TASK TO COMPLETE:
Among the lines below, how many carry the string "example"? Reply with a number and nothing else.
....
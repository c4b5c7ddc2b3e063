use color_eyre::{eyre::eyre, Result};
use reqwest::{RequestBuilder, Response, StatusCode};
use serde_json::Value;
use std::marker::PhantomData;
use std::time::Duration;
use tracing::debug;
use url::Url;

use super::Repository;
use crate::cache::Cacheable;
use crate::config::{RemoteConfig, REMOTE_URL_ENV};
use crate::error::{OpResult, RawError};

/// REST client for one entity collection.
///
/// Entities live at `{base}/{entity_type}s/{id}`. Non-2xx responses become
/// [`RawError::Status`] carrying the server's message.
pub struct HttpRepository<E> {
  client: reqwest::Client,
  base: Url,
  _entity: PhantomData<fn() -> E>,
}

impl<E> Clone for HttpRepository<E> {
  fn clone(&self) -> Self {
    Self {
      client: self.client.clone(),
      base: self.base.clone(),
      _entity: PhantomData,
    }
  }
}

impl<E: Cacheable> HttpRepository<E> {
  pub fn new(config: &RemoteConfig) -> Result<Self> {
    let url = config.url.as_deref().ok_or_else(|| {
      eyre!(
        "No remote URL configured. Set remote.url in the config file or {}.",
        REMOTE_URL_ENV
      )
    })?;

    let client = reqwest::Client::builder()
      .timeout(Duration::from_millis(config.timeout_ms))
      .gzip(true)
      .build()
      .map_err(|e| eyre!("Failed to create HTTP client: {}", e))?;

    Self::with_client(client, url)
  }

  pub fn with_client(client: reqwest::Client, base: &str) -> Result<Self> {
    let mut base = Url::parse(base).map_err(|e| eyre!("Invalid remote URL {}: {}", base, e))?;
    if base.cannot_be_a_base() {
      return Err(eyre!("Remote URL {} cannot be a base", base));
    }
    if !base.path().ends_with('/') {
      let path = format!("{}/", base.path());
      base.set_path(&path);
    }

    Ok(Self {
      client,
      base,
      _entity: PhantomData,
    })
  }

  pub fn entity_url(&self, id: &str) -> Url {
    let mut url = self.base.clone();
    // Base is checked in the constructor
    if let Ok(mut segments) = url.path_segments_mut() {
      segments
        .pop_if_empty()
        .push(&format!("{}s", E::entity_type()))
        .push(id);
    }
    url
  }

  async fn send(&self, request: RequestBuilder) -> OpResult<Response> {
    let response = request.send().await?;
    let status = response.status();
    debug!(url = %response.url(), status = status.as_u16(), "remote response");

    if status.is_success() {
      return Ok(response);
    }

    let body = response.text().await.unwrap_or_default();
    Err(RawError::status(status.as_u16(), error_message(status, &body)))
  }
}

impl<E: Cacheable> Repository<E> for HttpRepository<E> {
  async fn find_by_id(&self, id: &str) -> OpResult<E> {
    let response = self.send(self.client.get(self.entity_url(id))).await?;
    Ok(response.json::<E>().await?)
  }

  async fn save(&self, entity: &E) -> OpResult<E> {
    let request = self
      .client
      .put(self.entity_url(&entity.cache_id()))
      .json(entity);
    let response = self.send(request).await?;
    Ok(response.json::<E>().await?)
  }

  async fn update(&self, id: &str, patch: &Value) -> OpResult<E> {
    let request = self
      .client
      .patch(self.entity_url(id))
      .header(reqwest::header::CONTENT_TYPE, "application/merge-patch+json")
      .body(patch.to_string());
    let response = self.send(request).await?;
    Ok(response.json::<E>().await?)
  }

  async fn delete(&self, id: &str) -> OpResult<()> {
    self.send(self.client.delete(self.entity_url(id))).await?;
    Ok(())
  }
}

/// Best human-readable message from an error response body.
fn error_message(status: StatusCode, body: &str) -> String {
  let from_json = serde_json::from_str::<Value>(body).ok().and_then(|v| {
    ["message", "error", "detail"]
      .iter()
      .find_map(|field| v.get(field).and_then(Value::as_str).map(str::to_string))
  });

  from_json.unwrap_or_else(|| {
    let body = body.trim();
    if body.is_empty() {
      status
        .canonical_reason()
        .unwrap_or("Request failed")
        .to_string()
    } else {
      body.to_string()
    }
  })
}

#[cfg(test)]
mod tests {
  use super::*;
  use crate::model::{Team, User};

  #[test]
  fn test_entity_url() {
    let repo: HttpRepository<User> =
      HttpRepository::with_client(reqwest::Client::new(), "https://api.example.com/v1").unwrap();
    assert_eq!(
      repo.entity_url("u1").as_str(),
      "https://api.example.com/v1/users/u1"
    );

    let repo: HttpRepository<Team> =
      HttpRepository::with_client(reqwest::Client::new(), "https://api.example.com/").unwrap();
    assert_eq!(
      repo.entity_url("a/b").as_str(),
      "https://api.example.com/teams/a%2Fb"
    );
  }

  #[test]
  fn test_rejects_bad_base() {
    assert!(HttpRepository::<User>::with_client(reqwest::Client::new(), "nope").is_err());
    assert!(HttpRepository::<User>::new(&RemoteConfig::default()).is_err());
  }

  #[test]
  fn test_error_message() {
    assert_eq!(
      error_message(StatusCode::UNPROCESSABLE_ENTITY, r#"{"message":"name is required"}"#),
      "name is required"
    );
    assert_eq!(
      error_message(StatusCode::BAD_GATEWAY, "upstream down\n"),
      "upstream down"
    );
    assert_eq!(error_message(StatusCode::NOT_FOUND, ""), "Not Found");
  }
}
....
FINISHED EXERCISE:
4